Steel followed a similar path. Three Chinese exchanges tried trading steel in the 1990s but all closed by 1994. The LME and CME launched steel futures in 2008. The SHFE launched steel rebar futures a year later and now has by far the largest volume. The SHFE steel rebar contract was the most traded metal futures contract in the world in both 2014 and 2015.
Steel production is massive. More steel is produced every year than all other metals combined, making up over 90 percent of total metal production. Nearly 98 percent of iron ore goes into steel. About 35 percent of steel production comes from recycled scrap.
The China Factor
The overarching theme of this chapter is China’s growing dominance. Chinese exchanges are already the dominant venues for ferrous metals. For base metals, the SHFE is steadily gaining on the LME. For precious metals, the Shanghai Gold Exchange and SHFE are expanding their roles.
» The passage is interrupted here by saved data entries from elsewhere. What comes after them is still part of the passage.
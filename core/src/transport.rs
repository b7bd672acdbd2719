//! Blocking HTTP transport.
//!
//! # Design
//! `Transport` is the single seam between the protocol logic and the
//! network: it takes an `HttpRequest` and returns an `HttpResponse`,
//! whatever the status code. `HttpTransport` is the production
//! implementation on top of a `ureq::Agent`.
//!
//! By default every request goes through one connection guarded by a
//! mutex, so concurrent callers queue instead of interleaving on the same
//! socket. With `pool_size` set, requests run in parallel over a pool of
//! idle connections instead.
//!
//! When a connection drops mid-request the transport reopens it and resends
//! the request, as allowed by the configured `RetryPolicy`. Every other
//! failure (refused connection, DNS, timeout) is returned immediately as
//! `CouchError::Connectivity`.

use std::fmt;
use std::io::ErrorKind;

use base64::engine::general_purpose::STANDARD;
use base64::Engine;
use parking_lot::Mutex;
use tracing::{debug, warn};
use ureq::typestate::WithBody;
use ureq::{Agent, RequestBuilder};

use crate::config::{ClientConfig, ConnectionInfo, RetryPolicy};
use crate::error::{CouchError, Result};
use crate::http::{HttpMethod, HttpRequest, HttpResponse};

const MAX_BODY_BYTES: u64 = 1 << 30;

/// Executes one HTTP round trip.
pub trait Transport: Send + Sync + fmt::Debug {
    /// Send `request` and return the response for any status code.
    fn send(&self, request: HttpRequest) -> Result<HttpResponse>;
}

enum Connection {
    Exclusive(Mutex<Agent>),
    Pooled(Agent),
}

/// `Transport` backed by `ureq`.
pub struct HttpTransport {
    info: ConnectionInfo,
    config: ClientConfig,
    authorization: Option<String>,
    connection: Connection,
}

impl fmt::Debug for HttpTransport {
    fn fmt(&self, f: &mut fmt::Formatter<'_>) -> fmt::Result {
        f.debug_struct("HttpTransport")
            .field("info", &self.info)
            .field("timeout_secs", &self.config.timeout_secs)
            .field("retry", &self.config.retry)
            .field("pool_size", &self.config.pool_size)
            .finish()
    }
}

impl HttpTransport {
    pub fn new(config: ClientConfig) -> Result<Self> {
        let info = ConnectionInfo::parse(&config.url)?;
        let authorization = info
            .credentials()
            .map(|(user, password)| format!("Basic {}", STANDARD.encode(format!("{user}:{password}"))));
        let agent = build_agent(&config);
        let connection = match config.pool_size {
            Some(_) => Connection::Pooled(agent),
            None => Connection::Exclusive(Mutex::new(agent)),
        };
        Ok(Self {
            info,
            config,
            authorization,
            connection,
        })
    }

    /// Defaults first, caller overrides applied on top. The credential
    /// header is always attached and cannot be replaced by the caller.
    fn request_headers(&self, caller: &[(String, String)]) -> Vec<(String, String)> {
        let mut headers = vec![
            ("Accept".to_string(), "application/json".to_string()),
            ("Content-Type".to_string(), "application/json".to_string()),
        ];
        for (key, value) in caller {
            if key.eq_ignore_ascii_case("authorization") {
                continue;
            }
            match headers.iter_mut().find(|(k, _)| k.eq_ignore_ascii_case(key)) {
                Some(slot) => slot.1 = value.clone(),
                None => headers.push((key.clone(), value.clone())),
            }
        }
        if let Some(auth) = &self.authorization {
            headers.push(("Authorization".to_string(), auth.clone()));
        }
        headers
    }
}

impl Transport for HttpTransport {
    fn send(&self, request: HttpRequest) -> Result<HttpResponse> {
        let method = request.method;
        let target = request.target();
        let url = format!("{}{}", self.info.base_url(), target);
        let headers = self.request_headers(&request.headers);
        let body = request.body.map(|b| b.into_bytes()).transpose()?;
        let policy = self.config.retry;

        let response = match &self.connection {
            Connection::Exclusive(agent) => {
                let mut agent = agent.lock();
                send_with_retry(policy, method, |retries| {
                    if retries > 0 {
                        *agent = build_agent(&self.config);
                    }
                    send_once(&agent, method, &url, &headers, body.as_deref())
                })
            }
            Connection::Pooled(agent) => send_with_retry(policy, method, |_| {
                send_once(agent, method, &url, &headers, body.as_deref())
            }),
        }?;

        debug!(method = method.as_str(), target = %target, status = response.status, "request completed");
        Ok(response)
    }
}

fn build_agent(config: &ClientConfig) -> Agent {
    let idle = config.pool_size.unwrap_or(1);
    Agent::config_builder()
        .http_status_as_error(false)
        .timeout_global(config.timeout())
        .max_idle_connections(idle)
        .max_idle_connections_per_host(idle)
        .build()
        .new_agent()
}

// ---------------------------------------------------------------------------
// Round trip and retry
// ---------------------------------------------------------------------------

/// Outcome of a failed attempt.
#[derive(Debug)]
enum Failure {
    /// The connection closed under us; reopening may help.
    Broken(String),
    Fatal(CouchError),
}

fn is_broken(kind: ErrorKind) -> bool {
    matches!(
        kind,
        ErrorKind::BrokenPipe
            | ErrorKind::ConnectionReset
            | ErrorKind::ConnectionAborted
            | ErrorKind::UnexpectedEof
    )
}

fn classify(err: ureq::Error) -> Failure {
    match err {
        ureq::Error::Io(e) if is_broken(e.kind()) => Failure::Broken(e.to_string()),
        other => Failure::Fatal(CouchError::Connectivity(other.to_string())),
    }
}

fn send_with_retry<F>(policy: RetryPolicy, method: HttpMethod, mut attempt: F) -> Result<HttpResponse>
where
    F: FnMut(u32) -> std::result::Result<HttpResponse, Failure>,
{
    let mut retries = 0;
    loop {
        match attempt(retries) {
            Ok(response) => return Ok(response),
            Err(Failure::Fatal(err)) => return Err(err),
            Err(Failure::Broken(reason)) => {
                if !policy.allows(method) || retries >= policy.max_retries {
                    return Err(CouchError::Connectivity(format!("connection lost: {reason}")));
                }
                retries += 1;
                warn!(method = method.as_str(), retries, %reason, "connection lost, reconnecting");
            }
        }
    }
}

fn send_once(
    agent: &Agent,
    method: HttpMethod,
    url: &str,
    headers: &[(String, String)],
    body: Option<&[u8]>,
) -> std::result::Result<HttpResponse, Failure> {
    let result = match method {
        HttpMethod::Get => with_headers(agent.get(url), headers).call(),
        HttpMethod::Head => with_headers(agent.head(url), headers).call(),
        HttpMethod::Delete => with_headers(agent.delete(url), headers).call(),
        HttpMethod::Post => send_body(with_headers(agent.post(url), headers), body),
        HttpMethod::Put => send_body(with_headers(agent.put(url), headers), body),
    };
    let mut response = result.map_err(classify)?;

    let status = response.status().as_u16();
    let headers = response
        .headers()
        .iter()
        .filter_map(|(name, value)| {
            value
                .to_str()
                .ok()
                .map(|v| (name.as_str().to_string(), v.to_string()))
        })
        .collect();
    let body = if method == HttpMethod::Head {
        Vec::new()
    } else {
        response
            .body_mut()
            .with_config()
            .limit(MAX_BODY_BYTES)
            .read_to_vec()
            .map_err(classify)?
    };

    Ok(HttpResponse {
        status,
        headers,
        body,
    })
}

fn with_headers<B>(mut builder: RequestBuilder<B>, headers: &[(String, String)]) -> RequestBuilder<B> {
    for (key, value) in headers {
        builder = builder.header(key.as_str(), value.as_str());
    }
    builder
}

fn send_body(
    builder: RequestBuilder<WithBody>,
    body: Option<&[u8]>,
) -> std::result::Result<ureq::http::Response<ureq::Body>, ureq::Error> {
    match body {
        Some(bytes) => builder.send(bytes),
        None => builder.send_empty(),
    }
}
The LME and CME remain the reference price sources for now. But the authors suggest that status may soon be shared with Chinese exchanges. The numbers back this up: Chinese exchanges have enormous trading volumes, domestic warehousing that the LME lacks, and a captive market of Chinese industrial consumers and individual traders.
My Take
Two things stand out from this half of the chapter. First, the warehouse delivery problem at the LME is a cautionary tale about market infrastructure. When wait times for metal delivery exceed two years, the futures market is no longer properly connected to the physical market. That disconnect creates all sorts of pricing distortions and erodes trust.
Second, the speed at which iron ore and steel moved from annual negotiated pricing to active futures markets is remarkable. In less than a decade, these commodities went from having no derivatives to hosting the most traded metal contracts in the world. And the center of gravity for these new markets is firmly in China.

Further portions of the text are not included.